# Surface Principles

## Key Ideas

- **Surfaces Are Adapters**: they expose model, workflow, process, and tools without owning their meaning.
- **Same Capability, Different Ergonomics**: CLI, browser, API, desktop, and agent surfaces should differ by interaction style, not by product semantics.
- **Agent-First Direction**: surfaces should increasingly support direct agent operation.
- **Human Accessibility**: browser and desktop surfaces should make Refine usable by people who do not want to operate only through a terminal.
- **No Surface Monoculture**: the system should not depend on one interface surviving forever.

## Purpose

Surfaces exist so different actors can use Refine well. A person may need visual overview, command palette navigation, settings, logs, or review affordances. A CLI user may need reliable commands and JSON output. A future agent may need direct capability access with little or no human-style UI.

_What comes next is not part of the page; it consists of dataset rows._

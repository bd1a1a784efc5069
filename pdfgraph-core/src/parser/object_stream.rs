//! PDF Object Stream Parser
//!
//! Handles compressed objects stored in object streams (PDF 1.5+,
//! ISO 32000-1 Section 7.5.7). The decoded data starts with `N` pairs of
//! object number and relative offset; object bodies begin at `/First`.

use super::lexer::{Lexer, Token};
use super::objects::parse_object;
use super::{ParseError, ParseOptions, ParseResult};
use crate::objects::{Object, Stream};
use std::io::Cursor;

/// A decoded object stream. Objects are parsed on demand by index.
#[derive(Debug, Clone)]
pub struct ObjectStream {
    data: Vec<u8>,
    first: usize,
    /// `(object number, offset relative to first)` in stream order
    offsets: Vec<(u32, usize)>,
}

impl ObjectStream {
    /// Decodes `stream` and reads its offset table.
    pub fn parse(stream: &Stream, options: &ParseOptions) -> ParseResult<Self> {
        let dict = stream.dict();
        if dict.get_type() != Some("ObjStm") {
            if options.lenient_syntax {
                tracing::debug!(found = ?dict.get_type(), "object stream without /Type /ObjStm");
            } else {
                return Err(ParseError::ObjectStreamError(
                    "stream is not of /Type /ObjStm".to_string(),
                ));
            }
        }

        let n = dict
            .get_integer("N")
            .filter(|n| *n >= 0)
            .ok_or_else(|| ParseError::MissingKey("N".to_string()))? as usize;
        let first = dict
            .get_integer("First")
            .filter(|first| *first >= 0)
            .ok_or_else(|| ParseError::MissingKey("First".to_string()))? as usize;

        let data = stream.decode()?;
        if first > data.len() {
            return Err(ParseError::ObjectStreamError(format!(
                "/First {first} is past the end of {} decoded bytes",
                data.len()
            )));
        }

        let mut lexer = Lexer::new(Cursor::new(&data[..first]));
        let mut offsets = Vec::with_capacity(n.min(first / 4 + 1));
        for _ in 0..n {
            let number = match lexer.next_significant_token()? {
                Token::Integer(num) if (0..=u32::MAX as i64).contains(&num) => num as u32,
                other => {
                    return Err(ParseError::ObjectStreamError(format!(
                        "expected object number in offset table, found {other:?}"
                    )))
                }
            };
            let offset = match lexer.next_significant_token()? {
                Token::Integer(off) if off >= 0 => off as usize,
                other => {
                    return Err(ParseError::ObjectStreamError(format!(
                        "expected offset in offset table, found {other:?}"
                    )))
                }
            };
            offsets.push((number, offset));
        }

        Ok(Self {
            data,
            first,
            offsets,
        })
    }

    /// Number of objects in the stream
    pub fn len(&self) -> usize {
        self.offsets.len()
    }

    pub fn is_empty(&self) -> bool {
        self.offsets.is_empty()
    }

    /// Object numbers in stream order
    pub fn object_numbers(&self) -> impl Iterator<Item = u32> + '_ {
        self.offsets.iter().map(|(number, _)| *number)
    }

    /// Parses the object stored at `index`.
    ///
    /// When `expected_number` is given, the offset table must list that
    /// number at `index`; lenient parsing only logs a mismatch.
    pub fn object_at(
        &self,
        index: usize,
        expected_number: Option<u32>,
        options: &ParseOptions,
    ) -> ParseResult<(u32, Object)> {
        let (number, offset) = *self.offsets.get(index).ok_or_else(|| {
            ParseError::ObjectStreamError(format!(
                "index {index} out of range for {} objects",
                self.offsets.len()
            ))
        })?;

        if let Some(expected) = expected_number.filter(|expected| *expected != number) {
            if !options.lenient_syntax {
                return Err(ParseError::ObjectStreamError(format!(
                    "index {index} holds object {number}, expected {expected}"
                )));
            }
            tracing::warn!(index, number, expected, "object stream index mismatch");
        }

        let start = self.first + offset;
        let body = self.data.get(start..).ok_or_else(|| {
            ParseError::ObjectStreamError(format!("offset {start} is past the end of the stream"))
        })?;
        let mut lexer = Lexer::new(Cursor::new(body));
        let object = parse_object(&mut lexer, options)?;
        if matches!(object, Object::Stream(_)) {
            return Err(ParseError::ObjectStreamError(format!(
                "object {number} is a stream, which object streams cannot hold"
            )));
        }
        Ok((number, object))
    }

    /// Index of `number` in the offset table
    pub fn index_of(&self, number: u32) -> Option<usize> {
        self.offsets.iter().position(|(n, _)| *n == number)
    }
}
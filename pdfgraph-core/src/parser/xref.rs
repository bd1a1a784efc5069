//! PDF Cross-Reference Table Parser
//!
//! Reads the chain of cross-reference sections (ISO 32000-1 Section 7.5.4
//! and 7.5.8) starting from the last `startxref`: classic tables, xref
//! streams, hybrid files with `/XRefStm` and the extra table of linearized
//! files. Sections are visited newest first and the first definition of an
//! object number wins. When the chain is unusable the whole file is scanned
//! instead (see [`crate::recovery`]).

use super::lexer::{Lexer, Token};
use super::objects::{parse_indirect_object, parse_object};
use super::trailer::PdfTrailer;
use super::xref_stream::XRefStream;
use super::{ByteSource, ParseError, ParseOptions, ParseResult};
use crate::objects::Object;
use crate::recovery::XRefRecovery;
use std::collections::{BTreeMap, HashSet};
use std::io::{Read, SeekFrom};

/// Bytes at the end of the file searched for `startxref`
const STARTXREF_WINDOW: u64 = 1024;
/// How far before a linearization `/T` offset the `xref` keyword may sit
const LINEARIZED_LOOKBACK: u64 = 64;

/// Cross-reference entry
#[derive(Debug, Clone, Copy, PartialEq, Eq)]
pub enum XRefEntry {
    /// Free object entry
    Free { next_free: u32, generation: u16 },
    /// Object stored directly at a byte offset
    InUse { offset: u64, generation: u16 },
    /// Object stored inside an object stream (PDF 1.5+)
    Compressed { stream_number: u32, index: u32 },
}

impl XRefEntry {
    /// Generation number; compressed objects always have generation 0
    pub fn generation(&self) -> u16 {
        match self {
            XRefEntry::Free { generation, .. } | XRefEntry::InUse { generation, .. } => *generation,
            XRefEntry::Compressed { .. } => 0,
        }
    }

    pub fn is_free(&self) -> bool {
        matches!(self, XRefEntry::Free { .. })
    }
}

/// Merged cross-reference table of a file
#[derive(Debug, Clone, Default)]
pub struct XRefTable {
    entries: BTreeMap<u32, XRefEntry>,
    trailer: Option<PdfTrailer>,
    /// Offset named by the final `startxref`, if one was found
    xref_offset: Option<u64>,
    recovered: bool,
}

impl XRefTable {
    pub fn new() -> Self {
        Self::default()
    }

    /// Adds `entry` unless `number` is already defined. Returns whether it was added.
    pub fn merge_entry(&mut self, number: u32, entry: XRefEntry) -> bool {
        match self.entries.entry(number) {
            std::collections::btree_map::Entry::Vacant(slot) => {
                slot.insert(entry);
                true
            }
            std::collections::btree_map::Entry::Occupied(_) => false,
        }
    }

    /// Defines `number`, replacing any earlier definition.
    pub fn set_entry(&mut self, number: u32, entry: XRefEntry) {
        self.entries.insert(number, entry);
    }

    pub fn get(&self, number: u32) -> Option<&XRefEntry> {
        self.entries.get(&number)
    }

    pub fn len(&self) -> usize {
        self.entries.len()
    }

    pub fn is_empty(&self) -> bool {
        self.entries.is_empty()
    }

    /// Entries in object number order
    pub fn iter(&self) -> impl Iterator<Item = (u32, &XRefEntry)> {
        self.entries.iter().map(|(number, entry)| (*number, entry))
    }

    pub fn max_object_number(&self) -> Option<u32> {
        self.entries.keys().next_back().copied()
    }

    pub fn trailer(&self) -> Option<&PdfTrailer> {
        self.trailer.as_ref()
    }

    pub fn set_trailer(&mut self, trailer: PdfTrailer) {
        self.trailer = Some(trailer);
    }

    pub fn xref_offset(&self) -> Option<u64> {
        self.xref_offset
    }

    /// Whether the table was rebuilt by scanning the file
    pub fn is_recovered(&self) -> bool {
        self.recovered
    }

    /// Older trailers only contribute keys the newer ones lack.
    fn merge_trailer(&mut self, older: &PdfTrailer) {
        match self.trailer.as_mut() {
            None => self.trailer = Some(older.clone()),
            Some(current) => {
                for (key, value) in older.document_entries().iter() {
                    if !current.dict().contains_key(key) {
                        current.dict_mut().insert_quiet(key.clone(), value.clone());
                    }
                }
            }
        }
    }

    fn has_usable_trailer(&self) -> bool {
        self.trailer
            .as_ref()
            .is_some_and(|trailer| trailer.root().is_ok())
    }
}

/// Locates the offset named by the last `startxref` keyword.
pub fn find_startxref(source: &mut dyn ByteSource) -> ParseResult<u64> {
    let length = source.length()?;
    let window = length.min(STARTXREF_WINDOW);
    source.seek(SeekFrom::Start(length - window))?;
    let mut tail = Vec::with_capacity(window as usize);
    (&mut *source).take(window).read_to_end(&mut tail)?;

    let keyword = b"startxref";
    let position = tail
        .windows(keyword.len())
        .rposition(|w| w == keyword)
        .ok_or_else(|| ParseError::InvalidXRef("startxref not found".to_string()))?;

    let digits: String = tail[position + keyword.len()..]
        .iter()
        .skip_while(|b| b.is_ascii_whitespace())
        .take_while(|b| b.is_ascii_digit())
        .map(|&b| b as char)
        .collect();
    digits
        .parse()
        .map_err(|_| ParseError::InvalidXRef("startxref without offset".to_string()))
}

/// Walks the xref chain of one file.
pub struct XRefReader<'a> {
    source: &'a mut dyn ByteSource,
    options: &'a ParseOptions,
    table: XRefTable,
    visited: HashSet<u64>,
    sections: usize,
}

impl<'a> XRefReader<'a> {
    pub fn new(source: &'a mut dyn ByteSource, options: &'a ParseOptions) -> Self {
        Self {
            source,
            options,
            table: XRefTable::new(),
            visited: HashSet::new(),
            sections: 0,
        }
    }

    /// Reads the whole chain, recovering by a full scan when allowed.
    ///
    /// Fails only if no trailer can be found at all, or if recovery is
    /// disabled and the chain is broken.
    pub fn read(mut self) -> ParseResult<XRefTable> {
        let chain = find_startxref(self.source).and_then(|offset| {
            self.table.xref_offset = Some(offset);
            self.follow_chain(offset)
        });

        if chain.is_ok() {
            self.read_linearized_table();
        }

        match chain {
            Ok(()) if self.table.has_usable_trailer() => {}
            Ok(()) if !self.options.recover_xref => {}
            Ok(()) => {
                tracing::warn!("xref chain has no usable trailer, scanning file");
                self.recover()?;
            }
            Err(err) if self.options.recover_xref => {
                tracing::warn!(error = %err, "xref chain unreadable, scanning file");
                self.recover()?;
            }
            Err(err) => return Err(err),
        }

        if self.table.trailer.is_none() {
            return Err(ParseError::MissingTrailer);
        }
        Ok(self.table)
    }

    /// Follows `/Prev` links from `start`, merging each section.
    fn follow_chain(&mut self, start: u64) -> ParseResult<()> {
        let mut next = Some(start);

        while let Some(offset) = next {
            if !self.visited.insert(offset) {
                tracing::warn!(offset, "xref chain loops back, stopping");
                break;
            }
            if self.sections >= self.options.max_xref_sections {
                tracing::warn!(
                    limit = self.options.max_xref_sections,
                    "too many xref sections, stopping"
                );
                break;
            }

            let trailer = self.read_section(offset)?;

            // A hybrid file's stream is merged before its /Prev chain
            if let Some(stream_offset) = trailer.xref_stm() {
                if self.visited.insert(stream_offset) {
                    tracing::debug!(offset = stream_offset, "reading hybrid /XRefStm section");
                    self.read_section(stream_offset)?;
                }
            }

            next = trailer.prev();
        }

        Ok(())
    }

    /// Reads one section at `offset`, merges its entries and returns its trailer.
    pub fn read_section(&mut self, offset: u64) -> ParseResult<PdfTrailer> {
        self.sections += 1;
        self.source.seek(SeekFrom::Start(offset))?;
        let mut lexer = Lexer::new_at(&mut *self.source, offset);

        let trailer = match lexer.next_significant_token()? {
            Token::XRef => {
                let (count, trailer) = read_table(&mut lexer, &mut self.table, self.options)?;
                tracing::debug!(offset, entries = count, "read xref table");
                trailer
            }
            token @ Token::Integer(_) => {
                lexer.push_token(token);
                let (count, trailer) =
                    read_stream_section(&mut lexer, &mut self.table, self.options)?;
                tracing::debug!(offset, entries = count, "read xref stream");
                trailer
            }
            other => {
                return Err(ParseError::InvalidXRef(format!(
                    "no xref section at offset {offset}, found {other:?}"
                )))
            }
        };

        self.table.merge_trailer(&trailer);
        Ok(trailer)
    }

    /// Reads the table a linearization dictionary points to with `/T`.
    ///
    /// Failures here never abort loading; the regular chain already succeeded.
    fn read_linearized_table(&mut self) {
        let Some(t) = self.linearized_offset() else {
            return;
        };
        let offset = self.xref_keyword_before(t).unwrap_or(t);
        if !self.visited.insert(offset) {
            return;
        }
        tracing::debug!(offset, "reading xref section named by linearization /T");
        if let Err(err) = self.read_section(offset) {
            tracing::warn!(offset, error = %err, "ignoring unreadable linearized xref section");
        }
    }

    /// `/T` of a linearization dictionary, if the first object is one.
    fn linearized_offset(&mut self) -> Option<u64> {
        let header = super::header::PdfHeader::read(self.source, self.options).ok()?;
        self.source.seek(SeekFrom::Start(header.offset)).ok()?;
        let mut lexer = Lexer::new_at(&mut *self.source, header.offset);
        let (_, object) = parse_indirect_object(&mut lexer, self.options).ok()?;
        let dict = object.as_dict()?;
        if !dict.contains_key("Linearized") {
            return None;
        }
        dict.get_integer("T")
            .filter(|t| *t > 0)
            .map(|t| t as u64)
    }

    /// Start of the `xref` keyword shortly before `offset`
    fn xref_keyword_before(&mut self, offset: u64) -> Option<u64> {
        let start = offset.saturating_sub(LINEARIZED_LOOKBACK);
        self.source.seek(SeekFrom::Start(start)).ok()?;
        let mut window = Vec::new();
        (&mut *self.source)
            .take(offset - start + 4)
            .read_to_end(&mut window)
            .ok()?;

        window
            .windows(4)
            .enumerate()
            .rev()
            .find(|(i, w)| *w == b"xref" && !window[..*i].ends_with(b"start"))
            .map(|(i, _)| start + i as u64)
    }

    /// Rebuilds entries and trailer from a scan of the whole file.
    fn recover(&mut self) -> ParseResult<()> {
        let recovered = XRefRecovery::new(self.options).scan(self.source)?;
        tracing::info!(
            objects = recovered.stats.objects_found,
            compressed = recovered.stats.compressed_found,
            has_trailer = recovered.trailer.is_some(),
            "xref recovery finished"
        );

        for (number, entry) in recovered.entries {
            self.table.set_entry(number, entry);
        }
        if !self.table.has_usable_trailer() {
            if let Some(trailer) = recovered.trailer {
                self.table.trailer = Some(PdfTrailer::new(trailer));
            }
        }
        self.table.recovered = true;
        Ok(())
    }
}

/// Parses subsections after the `xref` keyword, then the trailer dictionary.
fn read_table<R: Read>(
    lexer: &mut Lexer<R>,
    table: &mut XRefTable,
    options: &ParseOptions,
) -> ParseResult<(usize, PdfTrailer)> {
    let mut count_read = 0;

    loop {
        let mut first = match lexer.next_significant_token()? {
            Token::Trailer => break,
            Token::Integer(first) if first >= 0 => first as u64,
            other => {
                return Err(ParseError::InvalidXRef(format!(
                    "expected subsection header or trailer, found {other:?}"
                )))
            }
        };
        let count = match lexer.next_significant_token()? {
            Token::Integer(count) if count >= 0 => count as u64,
            other => {
                return Err(ParseError::InvalidXRef(format!(
                    "expected subsection count, found {other:?}"
                )))
            }
        };

        for i in 0..count {
            let entry = read_table_entry(lexer)?;

            if i == 0 && first == 1 && entry.is_free() {
                tracing::warn!("xref subsection starting at 1 opens with a free entry, renumbering from 0");
                first = 0;
            }

            let number = first + i;
            if number > options.max_object_number as u64 {
                tracing::debug!(number, "ignoring xref entry beyond object number limit");
                continue;
            }
            table.merge_entry(number as u32, entry);
            count_read += 1;
        }
    }

    match parse_object(lexer, options)? {
        Object::Dictionary(dict) => Ok((count_read, PdfTrailer::new(dict))),
        other => Err(ParseError::InvalidXRef(format!(
            "trailer is a {}, not a dictionary",
            other.type_name()
        ))),
    }
}

/// One `nnnnnnnnnn ggggg n|f` line. Only the token sequence matters, not the column widths.
fn read_table_entry<R: Read>(lexer: &mut Lexer<R>) -> ParseResult<XRefEntry> {
    let field = match lexer.next_significant_token()? {
        Token::Integer(value) if value >= 0 => value as u64,
        other => {
            return Err(ParseError::InvalidXRef(format!(
                "expected xref entry offset, found {other:?}"
            )))
        }
    };
    let generation = match lexer.next_significant_token()? {
        Token::Integer(value) if (0..=u16::MAX as i64).contains(&value) => value as u16,
        other => {
            return Err(ParseError::InvalidXRef(format!(
                "expected xref entry generation, found {other:?}"
            )))
        }
    };

    match lexer.next_significant_token()? {
        Token::Keyword(flag) if flag == "n" => Ok(XRefEntry::InUse {
            offset: field,
            generation,
        }),
        Token::Keyword(flag) if flag == "f" => Ok(XRefEntry::Free {
            next_free: field as u32,
            generation,
        }),
        other => Err(ParseError::InvalidXRef(format!(
            "expected xref entry type n or f, found {other:?}"
        ))),
    }
}

/// Parses `n g obj << /Type /XRef ... >> stream ...` and merges its records.
fn read_stream_section<R: Read>(
    lexer: &mut Lexer<R>,
    table: &mut XRefTable,
    options: &ParseOptions,
) -> ParseResult<(usize, PdfTrailer)> {
    let (id, object) = parse_indirect_object(lexer, options)?;
    let Object::Stream(stream) = object else {
        return Err(ParseError::InvalidXRef(format!(
            "object {id} at xref offset is not a stream"
        )));
    };

    let xref_stream = XRefStream::parse(&stream, options)?;
    let mut count = 0;
    for (number, entry) in xref_stream.entries()? {
        if number > options.max_object_number {
            continue;
        }
        table.merge_entry(number, entry);
        count += 1;
    }

    Ok((count, PdfTrailer::new(xref_stream.dict)))
}
//! Document session
//!
//! [`PdfFile`] ties the pieces together: it reads the header and the xref
//! chain of a source, owns the registry built from them, and writes the
//! document back either in full or as an incremental update.

use super::pages::{collect_pages, inherited_attribute};
use super::IndirectObjects;
use crate::error::{PdfError, Result};
use crate::objects::{Array, Dictionary, Object, ObjectId};
use crate::parser::{ByteSource, ParseError, ParseOptions, PdfHeader, PdfTrailer, PdfVersion, XRefReader};
use crate::structure::{catalog_name_tree, catalog_page_labels, NameTree, NameTreeKind, NumberTree};
use crate::writer::PdfWriter;
use std::fs::File;
use std::io::{BufReader, Read, Seek, Write};
use std::path::Path;

/// Containers the reader consumes; a full save expands them instead.
const STRUCTURAL_TYPES: &[&str] = &["ObjStm", "XRef"];

/// An open PDF document.
pub struct PdfFile {
    header: PdfHeader,
    trailer: PdfTrailer,
    objects: IndirectObjects,
    /// Offset of the newest xref section of the source
    startxref: Option<u64>,
    recovered: bool,
}

impl std::fmt::Debug for PdfFile {
    fn fmt(&self, f: &mut std::fmt::Formatter<'_>) -> std::fmt::Result {
        f.debug_struct("PdfFile")
            .field("version", &self.header.version)
            .field("startxref", &self.startxref)
            .field("recovered", &self.recovered)
            .field("objects", &self.objects)
            .finish()
    }
}

impl Default for PdfFile {
    fn default() -> Self {
        Self::new()
    }
}

impl PdfFile {
    /// In-memory document with a catalog and an empty page tree.
    pub fn new() -> Self {
        let mut objects = IndirectObjects::new(ParseOptions::default());

        let mut pages = Dictionary::new();
        pages.set("Type", Object::name("Pages"));
        pages.set("Kids", Array::new());
        pages.set("Count", 0);
        let pages = objects.register(pages);

        let mut catalog = Dictionary::new();
        catalog.set("Type", Object::name("Catalog"));
        catalog.set("Pages", pages);
        let catalog = objects.register(catalog);

        let mut trailer = Dictionary::new();
        trailer.set("Root", catalog);

        Self {
            header: PdfHeader {
                version: PdfVersion::new(1, 7),
                offset: 0,
                has_binary_marker: true,
            },
            trailer: PdfTrailer::new(trailer),
            objects,
            startxref: None,
            recovered: false,
        }
    }

    /// Opens a file with lenient options.
    pub fn open<P: AsRef<Path>>(path: P) -> Result<Self> {
        Self::open_with_options(path, ParseOptions::lenient())
    }

    pub fn open_with_options<P: AsRef<Path>>(path: P, options: ParseOptions) -> Result<Self> {
        let file = File::open(path.as_ref())?;
        tracing::debug!(path = %path.as_ref().display(), "opening document");
        Self::with_options(BufReader::new(file), options)
    }

    /// Reads a document from any seekable source with lenient options.
    pub fn from_source<R: Read + Seek + 'static>(source: R) -> Result<Self> {
        Self::with_options(source, ParseOptions::lenient())
    }

    /// Reads the header and the whole xref chain; objects load on first access.
    pub fn with_options<R: Read + Seek + 'static>(source: R, options: ParseOptions) -> Result<Self> {
        let mut source: Box<dyn ByteSource> = Box::new(source);
        let header = PdfHeader::read(source.as_mut(), &options)?;
        let table = XRefReader::new(source.as_mut(), &options).read()?;

        let trailer = table.trailer().cloned().ok_or(ParseError::MissingTrailer)?;
        if !options.lenient_syntax {
            trailer.validate()?;
        }
        if table.is_recovered() {
            tracing::info!(entries = table.len(), "document opened from recovered xref");
        }

        let startxref = table.xref_offset();
        let recovered = table.is_recovered();
        let objects = IndirectObjects::from_xref(&table, source, options);
        Ok(Self {
            header,
            trailer,
            objects,
            startxref,
            recovered,
        })
    }

    pub fn version(&self) -> PdfVersion {
        self.header.version
    }

    pub fn header(&self) -> &PdfHeader {
        &self.header
    }

    /// Merged trailer of all xref sections
    pub fn trailer(&self) -> &PdfTrailer {
        &self.trailer
    }

    pub fn catalog(&self) -> Result<ObjectId> {
        Ok(self.trailer.root()?)
    }

    pub fn info(&self) -> Option<ObjectId> {
        self.trailer.info()
    }

    pub fn objects(&self) -> &IndirectObjects {
        &self.objects
    }

    pub fn objects_mut(&mut self) -> &mut IndirectObjects {
        &mut self.objects
    }

    /// Whether the xref data had to be rebuilt by scanning the file
    pub fn is_recovered(&self) -> bool {
        self.recovered
    }

    /// Offset of the newest xref section of the source
    pub fn startxref(&self) -> Option<u64> {
        self.startxref
    }

    /// Page objects in document order.
    pub fn pages(&mut self) -> Result<Vec<ObjectId>> {
        let catalog = self.catalog()?;
        let root = self
            .objects
            .resolve(catalog)
            .as_dict()
            .and_then(|dict| dict.get_reference("Pages"))
            .ok_or_else(|| PdfError::InvalidStructure("catalog has no /Pages reference".to_string()))?;
        Ok(collect_pages(&mut self.objects, root))
    }

    pub fn page_count(&mut self) -> Result<usize> {
        Ok(self.pages()?.len())
    }

    /// See [`inherited_attribute`].
    pub fn page_attribute(&mut self, page: ObjectId, key: &str) -> Option<Object> {
        inherited_attribute(&mut self.objects, page, key)
    }

    /// The catalog's `/Names/<kind>` tree, created on first write if missing.
    pub fn name_tree(&mut self, kind: NameTreeKind) -> Result<NameTree> {
        let catalog = self.catalog()?;
        catalog_name_tree(&mut self.objects, catalog, kind)
    }

    /// The catalog's `/PageLabels` tree, created on first write if missing.
    pub fn page_labels(&mut self) -> Result<NumberTree> {
        let catalog = self.catalog()?;
        catalog_page_labels(&mut self.objects, catalog)
    }

    /// Writes the whole document to `path`.
    pub fn save_to_path<P: AsRef<Path>>(&mut self, path: P) -> Result<()> {
        let writer = PdfWriter::new(path)?;
        self.write_full(writer)
    }

    /// Writes the whole document: every live object once, with a single
    /// classic xref table. Objects stored in object streams are written as
    /// plain objects and the containers themselves are dropped.
    pub fn save<W: Write>(&mut self, out: W) -> Result<()> {
        self.write_full(PdfWriter::new_with_writer(out))
    }

    /// Writes the source bytes unchanged, followed by every object changed or
    /// freed since the document was opened and an xref section chained to
    /// the original one through `/Prev`.
    ///
    /// A recovered source has no usable xref chain, so the appended section
    /// then lists every object instead.
    pub fn save_incremental<W: Write>(&mut self, out: W) -> Result<()> {
        let original = self.objects.read_source()?.ok_or_else(|| {
            PdfError::InvalidStructure("an incremental update needs the original source".to_string())
        })?;

        let mut writer = PdfWriter::new_with_writer(out).with_omitted(self.objects.virtual_ids());
        writer.write_raw(&original)?;
        if !original.ends_with(b"\n") && !original.ends_with(b"\r") {
            writer.write_raw(b"\n")?;
        }

        let prev = if self.recovered { None } else { self.startxref };
        let (changed, freed): (Vec<ObjectId>, Vec<ObjectId>) = match prev {
            Some(_) => self
                .objects
                .updated_ids()
                .into_iter()
                .partition(|id| !self.objects.is_free(*id)),
            None => {
                tracing::warn!("source xref was recovered, appending a complete section");
                self.objects.load_all();
                (self.objects.ids(), self.objects.free_ids())
            }
        };

        for id in &changed {
            writer.write_object(*id, self.objects.resolve(*id))?;
        }
        for id in &freed {
            writer.write_free(*id);
        }
        tracing::debug!(changed = changed.len(), freed = freed.len(), "writing incremental update");

        let xref = writer.write_xref(prev.is_none())?;
        let mut trailer = self.output_trailer();
        if let Some(prev) = prev {
            trailer.set("Prev", prev as i64);
        }
        writer.write_trailer(&trailer, xref)?;
        Ok(())
    }

    fn write_full<W: Write>(&mut self, writer: PdfWriter<W>) -> Result<()> {
        self.objects.load_all();
        let mut writer = writer.with_omitted(self.objects.virtual_ids());
        writer.write_header(self.header.version)?;

        for id in self.objects.ids() {
            let object = self.objects.resolve(id);
            let structural = object
                .as_stream()
                .and_then(|stream| stream.dict().get_type())
                .is_some_and(|kind| STRUCTURAL_TYPES.contains(&kind));
            if structural {
                writer.write_free(ObjectId::new(id.number(), id.generation().saturating_add(1)));
                continue;
            }
            writer.write_object(id, object)?;
        }
        for id in self.objects.free_ids() {
            writer.write_free(id);
        }

        let xref = writer.write_xref(true)?;
        writer.write_trailer(&self.output_trailer(), xref)?;
        Ok(())
    }

    /// Document-level trailer entries with an up-to-date `/Size`
    fn output_trailer(&self) -> Dictionary {
        let mut trailer = self.trailer.document_entries();
        let size = self.trailer.size().unwrap_or(0).max(self.objects.size());
        trailer.set("Size", size as i64);
        trailer
    }
}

The purpose of a surface is to make shared capability usable in a context, not to create a separate product.

## Expected Role

Every surface should preserve the same underlying model and workflow semantics. If a Gap cannot transition in the browser, it should not be secretly allowed by the CLI. If a Feature order matters in workflow, the UI should explain it rather than hide it.

Surfaces should:

- call shared services or daemon routes,
- expose state clearly,
- avoid duplicating workflow logic,
- make errors visible and recoverable,
- route user-visible notices into durable activity or System surfaces when appropriate,
- stay replaceable as AI-native interfaces improve.

The current implementation has CLI, web, web server/API, and desktop modules. The browser and desktop are currently the richest human surfaces; the CLI is the most reliable command surface; the API exists mainly as the local daemon contract that shared surfaces use.

## Future Direction

Future surfaces may be voice, IDE-native, agent-native, MCP-style, terminal-first, or fully autonomous. Refine should be ready for that by keeping the system's meaning below the surface layer.

The eventual dominant surface may be no visible UI at all: an AI system reading intent, inspecting state, and operating shared capabilities directly. The browser and desktop should still remain valuable for oversight, review, explanation, and manual intervention.